Quick question that needs an answer :  Where is Goton-po / Inton jutsu hidden (or reveled) in Taijutsu ?  Thanks for an answer, guys and gals. :mst:


----------



## kakuma (Jul 20, 2008)

In the Togakure Ryu Densho


----------



## Kichigai-no-Okami (Jul 20, 2008)

kakuma said:


> In the Togakure Ryu Densho


 
Care to elaborate ?


----------



## Cryozombie (Jul 20, 2008)

Bryan, 

Check out the Togakure-ryu DVD by Hatsumi, you see some examples of it in there... Stuff like where they are kicking someone walking by while they are laying on top of the wall, and they roll off on the oposite side... Or use Metsubishi and roll off into the weeds when the powder is in their eyes... 

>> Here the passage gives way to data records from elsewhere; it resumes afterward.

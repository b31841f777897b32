//! The completion sink: the only place terminal [`ScanRecord`]s leave the engine.

use anyhow::Context;
use async_trait::async_trait;
use synack_common::record::ScanRecord;
use tokio::sync::mpsc;
use tracing::debug;

#[derive(Clone)]
pub struct CompletionSink {
    tx: mpsc::Sender<ScanRecord>,
}

impl CompletionSink {
    pub fn channel(capacity: usize) -> (Self, mpsc::Receiver<ScanRecord>) {
        let (tx, rx) = mpsc::channel(capacity.max(1));
        (Self { tx }, rx)
    }

    pub async fn emit(&self, record: ScanRecord) -> anyhow::Result<()> {
        debug!("Completed {}: {}", record.identity(), record.outcome);
        self.tx
            .send(record)
            .await
            .context("completion queue closed")
    }
}

#[async_trait]
pub trait ResultWriter: Send {
    async fn write(&mut self, record: &ScanRecord) -> anyhow::Result<()>;

    async fn finish(&mut self) -> anyhow::Result<()> {
        Ok(())
    }
}

/// Feeds every record into `writer` until all senders are gone.
pub async fn drain<W: ResultWriter + ?Sized>(
    mut rx: mpsc::Receiver<ScanRecord>,
    writer: &mut W,
) -> anyhow::Result<usize> {
    let mut written = 0;
    while let Some(record) = rx.recv().await {
        writer.write(&record).await?;
        written += 1;
    }
    writer.finish().await?;
    Ok(written)
}

// ╔════════════════════════════════════════════╗
// ║ ████████╗███████╗███████╗████████╗███████╗ ║
// ║ ╚══██╔══╝██╔════╝██╔════╝╚══██╔══╝██╔════╝ ║
// ║    ██║   █████╗  ███████╗   ██║   ███████╗ ║
// ║    ██║   ██╔══╝  ╚════██║   ██║   ╚════██║ ║
// ║    ██║   ███████╗███████║   ██║   ███████║ ║
// ║    ╚═╝   ╚══════╝╚══════╝   ╚═╝   ╚══════╝ ║
// ╚════════════════════════════════════════════╝
use std::net::SocketAddr;
use std::sync::Arc;
use std::time::{Duration, Instant};

use anyhow::Context;
use is_root::is_root;
use pnet::ipnetwork::IpNetwork;
use synack_common::config::Config;
use synack_common::network::filter::TargetFilter;
use synack_core::completion;
use synack_core::engine::{Collaborators, Engine, EngineHandle, ShutdownReport};
use synack_core::fingerprint::BannerFingerprinter;
use synack_core::network::capture;
use synack_core::prober::{ProbeConfig, ProbePayload, ProbeStatus, Prober};
use tokio::sync::mpsc;
use tracing::{error, info, warn};

use super::ScanArgs;
use crate::interface;
use crate::output::TerminalWriter;

const IDLE_POLL: Duration = Duration::from_millis(100);

pub async fn scan(args: ScanArgs) -> anyhow::Result<()> {
    if !is_root() {
        warn!("Not running as root; opening the capture channel will likely fail");
    }

    let cfg: Config = args.to_config();
    let filter = match TargetFilter::build(cfg.blocklist.as_deref()) {
        Ok(filter) => Arc::new(filter),
        Err(e) => {
            error!("Cannot load blocklist: {e}");
            return Err(e.into());
        }
    };

    let intf = interface::select(cfg.interface.as_deref())?;
    let link = interface::link_config(&intf, args.gateway_mac)?;
    let capture = capture::start_capture(&intf, cfg.source_ports(), cfg.queue_capacity)
        .context("starting packet capture")?;

    let (followup_tx, followup_rx) = mpsc::channel(cfg.queue_capacity);
    let (engine, records) = Engine::new(
        &cfg,
        Collaborators {
            writer: capture.writer.clone(),
            fingerprinter: Arc::new(BannerFingerprinter),
            followup: Some(followup_tx),
        },
    );

    let payload = match args.http {
        true => ProbePayload::Http,
        false => ProbePayload::Wait,
    };
    let prober = Arc::new(Prober::new(
        engine.table(),
        filter,
        capture.writer.clone(),
        engine.timeouts(),
        ProbeConfig {
            link,
            ports: cfg.source_ports(),
            payload,
        },
    ));

    let output = tokio::spawn(async move {
        let mut writer = TerminalWriter::stdout();
        completion::drain(records, &mut writer).await
    });
    let followups = tokio::spawn(prober.clone().run_followups(followup_rx));
    let handle = engine.spawn(capture.rx);

    let started = Instant::now();
    send_probes(&prober, &args.targets, &args.ports).await;
    wait_for_quiet(&handle, grace_period(&cfg)).await;

    let report = handle.shutdown().await?;
    followups.await.context("follow-up task panicked")?;
    let written = output.await.context("output task panicked")??;

    summarize(&report, written, prober.stats().blocked, started.elapsed());
    Ok(())
}

async fn send_probes(prober: &Prober, targets: &[IpNetwork], ports: &[u16]) {
    for network in targets {
        for addr in network.iter() {
            for port in ports {
                let target = SocketAddr::new(addr, *port);
                match prober.probe(target).await {
                    Ok(ProbeStatus::Unroutable) => warn!("No local address can reach {target}"),
                    Ok(_) => {}
                    Err(e) => warn!("Probe failed: {e:#}"),
                }
            }
        }
    }
    info!("Sent {} probes", prober.stats().sent);
}

/// Waiting for a SYN-ACK, then an ACK, then data. Each stage starts a fresh
/// retry budget.
const HANDSHAKE_STAGES: u32 = 3;

/// Long enough for a slow target to use up every retry at every stage, plus
/// one interval of slack.
fn grace_period(cfg: &Config) -> Duration {
    cfg.retry_interval * ((cfg.max_retries + 2) * HANDSHAKE_STAGES + 1)
}

async fn wait_for_quiet(handle: &EngineHandle, grace: Duration) {
    let deadline = tokio::time::sleep(grace);
    tokio::pin!(deadline);

    loop {
        if handle.in_flight() == 0 {
            break;
        }
        tokio::select! {
            _ = &mut deadline => {
                info!("Grace period over with {} handshakes in flight", handle.in_flight());
                break;
            }
            _ = tokio::signal::ctrl_c() => {
                warn!("Interrupted, shutting down");
                break;
            }
            _ = tokio::time::sleep(IDLE_POLL) => {}
        }
    }
}

fn summarize(report: &ShutdownReport, written: usize, blocked: u64, elapsed: Duration) {
    info!(
        "Scan finished in {:.2}s: {} results, {} blocked, {} resets sent ({} failed)",
        elapsed.as_secs_f64(),
        written,
        blocked,
        report.resets.sent,
        report.resets.failed
    );
    if report.dropped > 0 {
        warn!("{} unfinished handshakes were not reported", report.dropped);
    }
}

// ╔════════════════════════════════════════════╗
// ║ ████████╗███████╗███████╗████████╗███████╗ ║
// ║ ╚══██╔══╝██╔════╝██╔════╝╚══██╔══╝██╔════╝ ║
// ║    ██║   █████╗  ███████╗   ██║   ███████╗ ║
// ║    ██║   ██╔══╝  ╚════██║   ██║   ╚════██║ ║
// ║    ██║   ███████╗███████║   ██║   ███████║ ║
// ║    ╚═╝   ╚══════╝╚══════╝   ╚═╝   ╚══════╝ ║
// ╚════════════════════════════════════════════╝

That's what you meant right?

On a side note, are you going to see Luke in August down at Angies?


----------



## Kichigai-no-Okami (Jul 20, 2008)

Cryozombie said:


> Bryan,
> 
> Check out the Togakure-ryu DVD by Hatsumi, you see some examples of it in there... Stuff like where they are kicking someone walking by while they are laying on top of the wall, and they roll off on the oposite side... Or use Metsubishi and roll off into the weeds when the powder is in their eyes...
> 
> ...


 
Hey John, 

Actually, what I ment was where does Goton-po / Inton jutsu manifest itself specifically in the taijutsu  in Togakure ryu........ for example, more concealed movement  whilts in defence mode? Or certain ways to conceal intent while in evasion mode ?  Kinda like that (hard to explain...).  Love the other 'sexy' techniques in Densho as well, though. 

Dunno if I'm gonna be able to make it to Angie's this time around ; gotta 
"aruki" around the missus after I go to Midwest Taikai ( Are you and Vic going ?).  Money issues, as well.  When's Buyu-Fest, though ? Was seriously concidering that. LMK. :duel:


----------